For those of us covering health insurance, one of the best sessions at Health Journalism 2016 addressed the challenging issue of how to find the true cost of health care.
Moderator Bruce Japsen, who writes about health care and health policy for Forbes, kept the focus on where reporters can look to uncover the actual cost of care in their communities.
That generated a terrific pro tip from panelist Chad Terhune of Kaiser Health News. For journalists seeking the inside story on employer-sponsored health insurance, Terhune recommended attending meetings of public purchasers that buy health insurance for cities, towns, counties, or school boards. These entities uses taxpayers’ funds, and so must hold public meetings.
“During those meetings employers and union folks will be asking tough questions of health insurers,” Terhune said. Often the health insurers respond by “throwing the providers under the bus.”
Negotiations between commercial health insurers and private employers, however, typically are closed to journalists.
Outside of public meetings, getting good information on the true cost of care is difficult, in part because physicians and hospitals themselves generally don’t have the information, noted Elizabeth Mitchell, chief executive of the Network for Regional Healthcare Improvement in Portland, Maine.
They know only what they get paid and what they charge health insurers and consumers, Mitchell said. Often they cannot reveal the rates they negotiate with insurers because of prohibitions in their contracts. In any case, price data ideally should be paired with quality data, so that consumers can compare physicians and hospitals effectively.
“The best source of data on costs is health insurance claims, if you can get it,” Mitchell said. “But it’s considered proprietary, and there are disincentives for sharing that data. The status quo is working for those who don’t want to share that data.”
The proprietary nature of claims data was at the heart of a recent U.S. Supreme Court case, Gobeille v. Liberty Mutual, which we covered here. The case showed that employers are reluctant to participate in any program in which they would need to comply with different requirements in each of the 50 states, Mitchell said.
There is hope, however, for those who cover health care in states such as Colorado, Maine, Maryland, Minnesota, Missouri, Oregon and Utah. Those states have access to claims from all payers. “That means they can calculate the total cost of care, and this is the first time this data is available in these communities,” Mitchell said. “That means you can see why costs vary in Colorado versus Minnesota.”
David Lansky, chief executive of the Pacific Business Group on Health, which represents large employers in California, said employers do want their workers to know what their care will cost so they can shop for care based on price. But, like Mitchell, he said that health plans and health systems are reluctant to share that data with employers.

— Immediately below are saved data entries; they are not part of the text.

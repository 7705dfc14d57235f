//! Scripture browsing endpoints

use std::sync::Arc;

use axum::{
    extract::{Path, State},
    routing::get,
    Json, Router,
};
use serde::Serialize;

use crate::db::repos::{BibleRepo, BibleStats, Book, ChapterVerse, Verse};
use crate::http::error::ApiError;
use crate::http::server::AppState;
use crate::models::{BookName, ChapterNumber, VerseNumber};

/// Chapter listing for one book
#[derive(Serialize)]
pub struct ChaptersResponse {
    pub book: String,
    pub chapters: Vec<i32>,
}

/// GET /books - all books in canonical order
async fn list_books(State(state): State<Arc<AppState>>) -> Result<Json<Vec<Book>>, ApiError> {
    let books = BibleRepo::new(&state.pool).list_books().await?;
    Ok(Json(books))
}

/// GET /books/{book}/chapters
async fn list_chapters(
    State(state): State<Arc<AppState>>,
    Path(book): Path<String>,
) -> Result<Json<ChaptersResponse>, ApiError> {
    let book = BookName::new(&book)?;
    let (name, chapters) = BibleRepo::new(&state.pool).list_chapters(&book).await?;

    Ok(Json(ChaptersResponse {
        book: name,
        chapters,
    }))
}

/// GET /verses/{book}/{chapter} - every verse of a chapter
async fn chapter_verses(
    State(state): State<Arc<AppState>>,
    Path((book, chapter)): Path<(String, String)>,
) -> Result<Json<Vec<ChapterVerse>>, ApiError> {
    let book = BookName::new(&book)?;
    let chapter = ChapterNumber::parse(&chapter)?;

    let verses = BibleRepo::new(&state.pool)
        .verses_for_chapter(&book, chapter)
        .await?;
    if verses.is_empty() {
        return Err(ApiError::NotFoundMessage("Verses not found"));
    }

    Ok(Json(verses))
}

/// GET /verses/{book}/{chapter}/{verse}
async fn single_verse(
    State(state): State<Arc<AppState>>,
    Path((book, chapter, verse)): Path<(String, String, String)>,
) -> Result<Json<Verse>, ApiError> {
    let book = BookName::new(&book)?;
    let chapter = ChapterNumber::parse(&chapter)?;
    let verse = VerseNumber::parse(&verse)?;

    let verse = BibleRepo::new(&state.pool)
        .verse(&book, chapter, verse)
        .await?;
    Ok(Json(verse))
}

/// GET /stats
async fn stats(State(state): State<Arc<AppState>>) -> Result<Json<BibleStats>, ApiError> {
    let stats = BibleRepo::new(&state.pool).stats().await?;
    Ok(Json(stats))
}

/// Scripture routes
pub fn router() -> Router<Arc<AppState>> {
    Router::new()
        .route("/books", get(list_books))
        .route("/books/{book}/chapters", get(list_chapters))
        .route("/verses/{book}/{chapter}", get(chapter_verses))
        .route("/verses/{book}/{chapter}/{verse}", get(single_verse))
        .route("/stats", get(stats))
}

#[cfg(test)]
mod tests {
    use crate::http::server::tests::{json_body, test_app};
    use axum::body::Body;
    use axum::http::{Request, StatusCode};
    use tower::ServiceExt;

    async fn get(uri: &str) -> axum::response::Response {
        test_app()
            .oneshot(Request::builder().uri(uri).body(Body::empty()).unwrap())
            .await
            .unwrap()
    }

    #[tokio::test]
    async fn non_numeric_chapter_is_400() {
        let response = get("/verses/Genesis/abc").await;
        assert_eq!(response.status(), StatusCode::BAD_REQUEST);
        assert_eq!(json_body(response).await["error"], "validation_error");
    }

    #[tokio::test]
    async fn zero_verse_is_400() {
        let response = get("/verses/Genesis/1/0").await;
        assert_eq!(response.status(), StatusCode::BAD_REQUEST);
    }

    #[tokio::test]
    async fn overlong_book_name_is_400() {
        let uri = format!("/books/{}/chapters", "x".repeat(51));
        let response = get(&uri).await;
        assert_eq!(response.status(), StatusCode::BAD_REQUEST);
    }

    #[tokio::test]
    async fn database_failure_is_opaque_500() {
        let response = get("/books").await;
        assert_eq!(response.status(), StatusCode::INTERNAL_SERVER_ERROR);
        assert_eq!(
            json_body(response).await["message"],
            "an internal error occurred"
        );
    }
}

Lawsuits are pending over health system requirements that employers use arbitration to resolve any disputes, including those involving the cost of care, Lansky said. In arbitration the details of these disputes could be kept from public view. (For more on this issue, see Terhune’s KHN recent coverage of a dispute between large employers and Sutter Health.)
When covering the cost of care, reporters should focus on three types of costs:
- Unit costs.
- An employer’s or other purchaser’s costs.
- The cost to society.
Unit costs alone are usually not useful because the cost of each unit of care (such as a knee replacement) is affected by the health plan or the employer’s benefit design, Lansky said. Each employer has its own benefit design and health plans have multiple benefit designs, each of which affect what consumers pay.
“Nationwide, there are tens of thousands of benefit designs. So, you need to know the benefit design,” he said. It’s knowable, but hard to get.”
Employer’s costs are “the total of all unit costs together, such as all heart disease costs and all knee replacement costs,” he said. Unfortunately, even gathering all unit costs together won’t include the cost of prescription drugs or mental health care, because employers and health plans pay those costs separately.
The cost of care to society is what a city, town or state pays for health care compared with what it pays for housing and infrastructure. As health care costs rise each year, there is less money available to pay for other costs to society, Lansky noted.